Thursday, May 23, 2024

Book Review


Modern Art and the Object 

by Ellen H. Johnson

Modern art radicalized the way we see and create art. That is a truism by now. By extension, it also radicalized the way we interact with the objective world, or at least it did for people who pay attention to art. Ellen H. Johnson’s Modern Art and the Object is a survey and overview of the way in which modern artists treated objects in their works and as their works, sometimes even making themselves the works of art as well. While Johnson’s writing is descriptive and analytical, it doesn’t break any new ground in terms of art criticism or theory.

Her opening chapter is probably the most useful one in the whole book. As a survey, it traces the development in how objects are related to in art starting with Cezanne and his influence on Impressionism and Cubism which also opened up the doors to Dada and Surrealism. Cubists started the trend of incorporating found objects in their paintings while the latter two, Dada and Surrealism, brought the objects out of the canvases and made them into art objects standing alone as themselves. She then moves on to unexpected territories, examining the use of human actors as objects in performance art and even making the actual artist into a work of art in the case of Andy Warhol. Some of these themes get taken up in later essays while others, particularly the objectification of humans in performance art, never get any further mention. This first chapter at initially seems to be a great introduction to the subject, but unfortunately, it turns out to be the most provocative one in the whole book.

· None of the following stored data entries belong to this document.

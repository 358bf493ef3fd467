use crate::geom::{Point2, ScreenRect};
use serde::{Deserialize, Serialize};

/// Maps between domain coordinates and screen coordinates.
///
/// - `offset`: the domain-space point shown at the center of the screen
/// - `scale`: screen pixels per domain unit (must stay positive)
/// - `size`: screen dimensions in pixels
///
/// The drawable the image lands on is owned by the embedding application;
/// draw calls receive it separately.
#[derive(Clone, Debug, PartialEq, Serialize, Deserialize)]
pub struct Viewport {
    pub offset: Point2,
    pub scale: f64,
    pub size: (f64, f64),
}

impl Default for Viewport {
    fn default() -> Self {
        Self {
            offset: Point2::ZERO,
            scale: 1.0,
            size: (640.0, 640.0),
        }
    }
}

impl Viewport {
    pub fn new(offset: Point2, scale: f64, size: (f64, f64)) -> Self {
        debug_assert!(scale > 0.0, "viewport scale must be positive");
        Self {
            offset,
            scale,
            size,
        }
    }

    /// Convert a domain-space point to screen space.
    pub fn to_screen(&self, p: Point2) -> Point2 {
        Point2::new(
            (p.x - self.offset.x) * self.scale + self.size.0 / 2.0,
            (p.y - self.offset.y) * self.scale + self.size.1 / 2.0,
        )
    }

    /// Convert a screen-space point back to domain space.
    pub fn to_viewport(&self, p: Point2) -> Point2 {
        Point2::new(
            (p.x - self.size.0 / 2.0) / self.scale + self.offset.x,
            (p.y - self.size.1 / 2.0) / self.scale + self.offset.y,
        )
    }

    /// Clamp a screen-space rectangle to the visible `[0, size]` range.
    pub fn clip(&self, rect: ScreenRect) -> ScreenRect {
        ScreenRect {
            left: rect.left.max(0.0),
            top: rect.top.max(0.0),
            right: rect.right.min(self.size.0),
            bottom: rect.bottom.min(self.size.1),
        }
    }

    /// Screen-space center point.
    pub fn screen_center(&self) -> Point2 {
        Point2::new(self.size.0 / 2.0, self.size.1 / 2.0)
    }
}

Johnson goes on to examine Cezanne and Picasso. Most specifically, she looks at the way in which both artists related to nature, the ultimate source of objective reality. She sees both artists as using similar techniques to release and draw out the inner essence of the material world. In the case of Cezanne, he shifted his perspective, moving his viewpoint several times while working on one canvas in an attempt to fully paint three-dimensional objects in a two-dimensional surface. Picasso, in his Analytc Cubist phase, operated by fracturing the surfaces of the objects he portrayed, making them incomplete and overlapping to further the sense of open space and depth in his paintings. Both techniques resulted in a visual outpouring of essences that had previously been trapped inside the surfaces of the objects. That is a great observation. The only problem is that if you have studied either artist or their theoretical writings then this nothing new. By the time Ellen Johnson wrote this book in the 1970s, this was common knowledge for anyone who had kept up with modern art. She merely states the obvious.

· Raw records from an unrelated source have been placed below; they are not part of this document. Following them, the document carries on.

use std::panic::{catch_unwind, AssertUnwindSafe};
use std::sync::atomic::{AtomicBool, AtomicU64, Ordering};
use std::sync::mpsc::{sync_channel, Receiver, RecvTimeoutError, Sender, SyncSender};
use std::sync::{mpsc, Arc, Mutex, PoisonError};
use std::thread::{self, JoinHandle};
use std::time::Duration;

use fractile_core::IterGrid;
use fractile_compute::Solver;

use crate::arena::NodeId;
use crate::queue::{JobQueue, RenderRequest};
use crate::tile::TileState;

/// A finished render job. The state handle identifies which tile incarnation
/// the grid belongs to; the tree compares it against the node's current tile
/// before accepting, so results for pruned or replaced tiles fall on the
/// floor instead of landing in a recycled slot.
pub struct CompletedTile {
    pub node: NodeId,
    pub grid: IterGrid,
    pub state: Arc<TileState>,
}

struct WorkerSlot {
    busy: AtomicBool,
}

/// Background render pool: one dispatcher pulling from the shared priority
/// queue and handing jobs to whichever worker is idle, workers pushing
/// finished grids back over a channel. The scheduler never blocks on it;
/// `submit` enqueues and `poll_completed` drains whatever is ready.
pub struct RenderPool {
    queue: Arc<Mutex<JobQueue>>,
    results: Receiver<CompletedTile>,
    slots: Vec<Arc<WorkerSlot>>,
    completed: Arc<AtomicU64>,
    shutdown: Arc<AtomicBool>,
    dispatcher: Option<JoinHandle<()>>,
    workers: Vec<JoinHandle<()>>,
}

impl RenderPool {
    pub fn new(solver: Arc<dyn Solver>, worker_count: usize, poll_interval: Duration) -> Self {
        let worker_count = worker_count.max(1);
        let queue = Arc::new(Mutex::new(JobQueue::new()));
        let completed = Arc::new(AtomicU64::new(0));
        let shutdown = Arc::new(AtomicBool::new(false));
        let (result_tx, result_rx) = mpsc::channel();

        let mut slots = Vec::with_capacity(worker_count);
        let mut senders = Vec::with_capacity(worker_count);
        let mut workers = Vec::with_capacity(worker_count);
        for _ in 0..worker_count {
            let slot = Arc::new(WorkerSlot {
                busy: AtomicBool::new(false),
            });
            let (job_tx, job_rx) = sync_channel(1);
            workers.push(spawn_worker(
                Arc::clone(&solver),
                job_rx,
                Arc::clone(&slot),
                result_tx.clone(),
                Arc::clone(&completed),
                Arc::clone(&shutdown),
                poll_interval,
            ));
            senders.push((job_tx, Arc::clone(&slot)));
            slots.push(slot);
        }
        drop(result_tx);

        let dispatcher = spawn_dispatcher(
            Arc::clone(&queue),
            senders,
            Arc::clone(&shutdown),
            poll_interval,
        );

        Self {
            queue,
            results: result_rx,
            slots,
            completed,
            shutdown,
            dispatcher: Some(dispatcher),
            workers,
        }
    }

    /// Hand a request to the pool. Returns immediately; the dispatcher picks
    /// it up by priority.
    pub fn submit(&self, request: RenderRequest) {
        self.lock_queue().push(request);
    }

    /// Everything the workers have finished since the last call.
    pub fn poll_completed(&self) -> Vec<CompletedTile> {
        let mut out = Vec::new();
        while let Ok(tile) = self.results.try_recv() {
            out.push(tile);
        }
        out
    }

    /// Requests still waiting in the queue.
    pub fn pending(&self) -> usize {
        self.lock_queue().len()
    }

    pub fn busy_workers(&self) -> usize {
        self.slots
            .iter()
            .filter(|s| s.busy.load(Ordering::Relaxed))
            .count()
    }

    /// Total jobs completed over the pool's lifetime.
    pub fn completed(&self) -> u64 {
        self.completed.load(Ordering::Relaxed)
    }

    fn lock_queue(&self) -> std::sync::MutexGuard<'_, JobQueue> {
        // A panicking worker never holds this lock, so poison is recoverable.
        self.queue.lock().unwrap_or_else(PoisonError::into_inner)
    }
}

impl Drop for RenderPool {
    fn drop(&mut self) {
        self.shutdown.store(true, Ordering::Relaxed);
        if let Some(handle) = self.dispatcher.take() {
            let _ = handle.join();
        }
        for handle in self.workers.drain(..) {
            let _ = handle.join();
        }
    }
}

fn spawn_dispatcher(
    queue: Arc<Mutex<JobQueue>>,
    senders: Vec<(SyncSender<RenderRequest>, Arc<WorkerSlot>)>,
    shutdown: Arc<AtomicBool>,
    poll_interval: Duration,
) -> JoinHandle<()> {
    thread::spawn(move || {
        while !shutdown.load(Ordering::Relaxed) {
            let mut dispatched = false;
            for (sender, slot) in &senders {
                if slot.busy.load(Ordering::Relaxed) {
                    continue;
                }
                let Some(request) = pop_live(&queue) else {
                    break;
                };
                slot.busy.store(true, Ordering::Relaxed);
                if sender.send(request).is_err() {
                    // Worker is gone; engine is shutting down.
                    slot.busy.store(false, Ordering::Relaxed);
                    return;
                }
                dispatched = true;
            }
            if !dispatched {
                thread::sleep(poll_interval);
            }
        }
    })
}

/// Pop the next request that is still wanted, discarding cancelled ones.
fn pop_live(queue: &Mutex<JobQueue>) -> Option<RenderRequest> {
    let mut queue = queue.lock().unwrap_or_else(PoisonError::into_inner);
    loop {
        let request = queue.pop()?;
        if request.state.is_cancelled() {
            request.state.reset_empty();
            continue;
        }
        return Some(request);
    }
}

fn spawn_worker(
    solver: Arc<dyn Solver>,
    jobs: Receiver<RenderRequest>,
    slot: Arc<WorkerSlot>,
    results: Sender<CompletedTile>,
    completed: Arc<AtomicU64>,
    shutdown: Arc<AtomicBool>,
    poll_interval: Duration,
) -> JoinHandle<()> {
    thread::spawn(move || loop {
        if shutdown.load(Ordering::Relaxed) {
            return;
        }
        match jobs.recv_timeout(poll_interval) {
            Ok(request) => {
                run_job(&*solver, request, &results, &completed);
                slot.busy.store(false, Ordering::Relaxed);
            }
            Err(RecvTimeoutError::Timeout) => continue,
            Err(RecvTimeoutError::Disconnected) => return,
        }
    })
}

fn run_job(
    solver: &dyn Solver,
    request: RenderRequest,
    results: &Sender<CompletedTile>,
    completed: &AtomicU64,
) {
    // Cancellation may land between dispatch and execution.
    if request.state.is_cancelled() {
        request.state.reset_empty();
        return;
    }
    if !request.state.try_claim() {
        return;
    }
    log::trace!("claimed {:?} at priority {}", request.node, request.priority);
    let window = request.window;
    match catch_unwind(AssertUnwindSafe(|| solver.solve(window))) {
        Ok(grid) => {
            completed.fetch_add(1, Ordering::Relaxed);
            let _ = results.send(CompletedTile {
                node: request.node,
                grid,
                state: request.state,
            });
        }
        Err(_) => {
            log::error!("render worker panicked, resetting tile");
            request.state.reset_empty();
        }
    }
}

Those chapters on Cezanne and Picasso may not be original, but they are nicely written. Another nicely written chapter is the one on Jackson Pollock. Johnson explains how his works in Abstract Expressionism are deeply rooted in his relation to the natural world. Where Pollock differs from the two aforementioned artists is that his depiction of the “energies” of nature are shown without the objective surfaces that make them recognizable in everyday life. Cezanne and Picasso released these natural forces by fracturing surface appearances and drawing those energies out while Pollock entirely abandoned the surface appearances and painted the way in which he perceived those pure energies. . This is interesting, but again it is old information.

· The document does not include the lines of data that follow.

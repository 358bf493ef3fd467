use crate::solver::{SampleWindow, Solver};
use fractile_core::IterGrid;

/// Deterministic checkerboard kernel. Cheap to evaluate, which makes it the
/// solver of choice for scheduler and lifecycle tests where Mandelbrot cost
/// would only add noise.
#[derive(Clone, Copy, Debug)]
pub struct CheckerSolver {
    max_iterations: u32,
    cell_size: f64,
}

impl CheckerSolver {
    pub fn new(max_iterations: u32, cell_size: f64) -> Self {
        Self {
            max_iterations,
            cell_size,
        }
    }
}

impl Solver for CheckerSolver {
    fn solve(&self, window: SampleWindow) -> IterGrid {
        let res = window.resolution;
        let mut values = Vec::with_capacity((res * res) as usize);
        for y in 0..res {
            for x in 0..res {
                let p = window.sample_at(x, y);
                let cx = (p.x / self.cell_size).floor() as i64;
                let cy = (p.y / self.cell_size).floor() as i64;
                let value = if (cx + cy) % 2 == 0 {
                    self.max_iterations
                } else {
                    0
                };
                values.push(value);
            }
        }
        IterGrid::new(res, self.max_iterations, values)
    }
}

/// Kernel that returns the same value everywhere. Produces uniform grids,
/// which exercises the trivial-tile path end to end.
#[derive(Clone, Copy, Debug)]
pub struct FlatSolver {
    max_iterations: u32,
    value: u32,
}

impl FlatSolver {
    pub fn new(max_iterations: u32, value: u32) -> Self {
        debug_assert!(value <= max_iterations);
        Self {
            max_iterations,
            value,
        }
    }
}

impl Solver for FlatSolver {
    fn solve(&self, window: SampleWindow) -> IterGrid {
        IterGrid::filled(window.resolution, self.max_iterations, self.value)
    }
}
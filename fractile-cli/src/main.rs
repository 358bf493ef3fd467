//! Headless driver for the tile engine: runs a scripted zoom into the
//! Mandelbrot set against the software surface and writes PNG snapshots.

use std::fs;
use std::path::PathBuf;
use std::sync::Arc;
use std::thread;
use std::time::{Duration, Instant};

use anyhow::Context;
use clap::Parser;

use fractile_compute::MandelbrotSolver;
use fractile_core::{EngineConfig, Point2};
use fractile_engine::{ember, grayscale, Engine, SoftSurface, TickStats};

#[derive(Parser)]
#[command(name = "fractile", version, about = "Zoom into the Mandelbrot set and snapshot frames")]
struct Cli {
    /// Number of engine ticks to run.
    #[arg(long, default_value_t = 240)]
    ticks: u64,

    /// Write a PNG every this many ticks. Zero writes only the final frame.
    #[arg(long, default_value_t = 60)]
    snapshot_every: u64,

    /// Directory for the PNG snapshots.
    #[arg(long, default_value = "frames")]
    out_dir: PathBuf,

    /// Frame width in pixels.
    #[arg(long, default_value_t = 1440)]
    width: u32,

    /// Frame height in pixels.
    #[arg(long, default_value_t = 1024)]
    height: u32,

    /// Zoom multiplier applied to the viewport scale each tick.
    #[arg(long, default_value_t = 1.08)]
    zoom_rate: f64,

    /// Domain x coordinate the camera glides toward.
    #[arg(long, default_value_t = -0.7436, allow_hyphen_values = true)]
    target_x: f64,

    /// Domain y coordinate the camera glides toward.
    #[arg(long, default_value_t = 0.1318, allow_hyphen_values = true)]
    target_y: f64,

    /// Color map for escaped points.
    #[arg(long, default_value = "grayscale")]
    color_map: String,

    /// Optional engine config as JSON; unset fields keep their defaults.
    #[arg(long)]
    config: Option<PathBuf>,
}

fn load_config(cli: &Cli) -> anyhow::Result<EngineConfig> {
    let config = match &cli.config {
        Some(path) => {
            let text = fs::read_to_string(path)
                .with_context(|| format!("reading config {}", path.display()))?;
            serde_json::from_str(&text)
                .with_context(|| format!("parsing config {}", path.display()))?
        }
        None => EngineConfig::default(),
    };
    Ok(config)
}

fn save_frame(surface: &SoftSurface, out_dir: &PathBuf, tick: u64) -> anyhow::Result<PathBuf> {
    let path = out_dir.join(format!("frame_{tick:05}.png"));
    let frame = image::RgbaImage::from_raw(
        surface.width(),
        surface.height(),
        surface.frame().to_vec(),
    )
    .context("frame buffer does not match its dimensions")?;
    frame
        .save(&path)
        .with_context(|| format!("writing {}", path.display()))?;
    Ok(path)
}

fn main() -> anyhow::Result<()> {
    env_logger::init();
    let cli = Cli::parse();

    let config = load_config(&cli)?;
    let color_map = match cli.color_map.as_str() {
        "ember" => ember,
        "grayscale" => grayscale,
        other => anyhow::bail!("unknown color map {other:?}, expected ember or grayscale"),
    };
    fs::create_dir_all(&cli.out_dir)
        .with_context(|| format!("creating {}", cli.out_dir.display()))?;

    let solver = MandelbrotSolver::new(config.max_iterations, config.escape_radius);
    let target = Point2::new(cli.target_x, cli.target_y) * config.domain_unit_px;

    let mut engine = Engine::new(config, Arc::new(solver));
    engine.set_color_map(color_map);
    engine.viewport.size = (cli.width as f64, cli.height as f64);
    let mut surface = SoftSurface::new(cli.width, cli.height);

    log::info!(
        "zooming toward ({}, {}) for {} ticks at x{} per tick",
        cli.target_x,
        cli.target_y,
        cli.ticks,
        cli.zoom_rate
    );

    let started = Instant::now();
    let mut totals = TickStats::default();
    for tick in 1..=cli.ticks {
        // Glide toward the target while the zoom deepens, so early frames
        // show the approach and later ones the dive.
        engine.viewport.scale *= cli.zoom_rate;
        let offset = engine.viewport.offset;
        engine.viewport.offset = offset + (target - offset) * 0.08;

        surface.clear([0, 0, 0, 255]);
        let stats = engine.tick(&mut surface);
        totals.submitted += stats.submitted;
        totals.completed += stats.completed;
        totals.promoted += stats.promoted;
        totals.pruned += stats.pruned;

        if cli.snapshot_every > 0 && tick % cli.snapshot_every == 0 {
            let path = save_frame(&surface, &cli.out_dir, tick)?;
            log::info!(
                "tick {tick}: depth {} nodes {} textures {} -> {}",
                engine.draw_depth(),
                engine.tree().len(),
                surface.live_textures(),
                path.display()
            );
        }

        // Give the workers a slice of time between frames.
        thread::sleep(Duration::from_millis(4));
    }

    // Let stragglers land so the last frame is as filled-in as it gets.
    let mut quiet_ticks = 0;
    for _ in 0..600 {
        if quiet_ticks >= 3 {
            break;
        }
        surface.clear([0, 0, 0, 255]);
        let stats = engine.tick(&mut surface);
        totals.completed += stats.completed;
        totals.promoted += stats.promoted;
        if stats.completed == 0 && stats.promoted == 0 && engine.pending_uploads() == 0 {
            quiet_ticks += 1;
        } else {
            quiet_ticks = 0;
        }
        thread::sleep(Duration::from_millis(4));
    }
    let path = save_frame(&surface, &cli.out_dir, cli.ticks)?;

    log::info!(
        "done in {:.1}s: {} submitted, {} completed, {} promoted, {} pruned -> {}",
        started.elapsed().as_secs_f64(),
        totals.submitted,
        totals.completed,
        totals.promoted,
        totals.pruned,
        path.display()
    );
    Ok(())
}
pub mod checker;
pub mod mandelbrot;
pub mod solver;

pub use checker::{CheckerSolver, FlatSolver};
pub use mandelbrot::MandelbrotSolver;
pub use solver::{SampleWindow, Solver};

Another one of the better chapters is on Claes Oldenburg. In his attempt to re-integrate art into the praxis of everyday life, he created art objects representing everyday household items like typewriters, kitchen utensils, and cigarette butts. Only Oldenburg differs from those others because he neither destroys the outer surfaces of them nor does he abandon them in the Jackson Pollock way. What he does is soften those outward surfaces, making those ordinary things look cushy and pillow-like, as if the outward flow of their energy is neutralizing their outward forms, making them less rigid and more approachable. Yet again, this is not a unique observation.

The rest of the chapters are more or less just descriptive. There isn’t much explanation other than what the art objects, or the art depicting object, look like. Johnson continues on with the theme of how the artists related to nature and objectivity, but doesn’t come up with anything insightful or groundbreaking in any way that will enhance your understanding of modern art. Her writing can be awfully dull too and lacking in direction. The author spent her life as a prominent curator and gallery manager and that must have been her true calling in life because her work as an art critic doesn’t really go anywhere.

Modern Art and the Object is not essential reading. It appears to be Ellen Johnson’s attempt at leaving her mark on the world rather than offering some useful theories for the interpretation and understanding of modern art. The critic and Artforum editor Rosalind Krauss did a much better job of this in contrast. Johnson is preoccupied with the inner nature of objects, whereas Krauss wrote extensively about the surfaces of objects in modern art. Modernism was always about style more than substance and postmodern artists mostly sought to do away with substance entirely, making art about surface and nothing else. Rosalind Krauss demonstrates this successfully in her criticism. Ellen Johnson, on the other hand, leaves the reader feeling like she doesn’t have much to say. Perhaps that is because she is looking in the wrong places when she interprets modern art.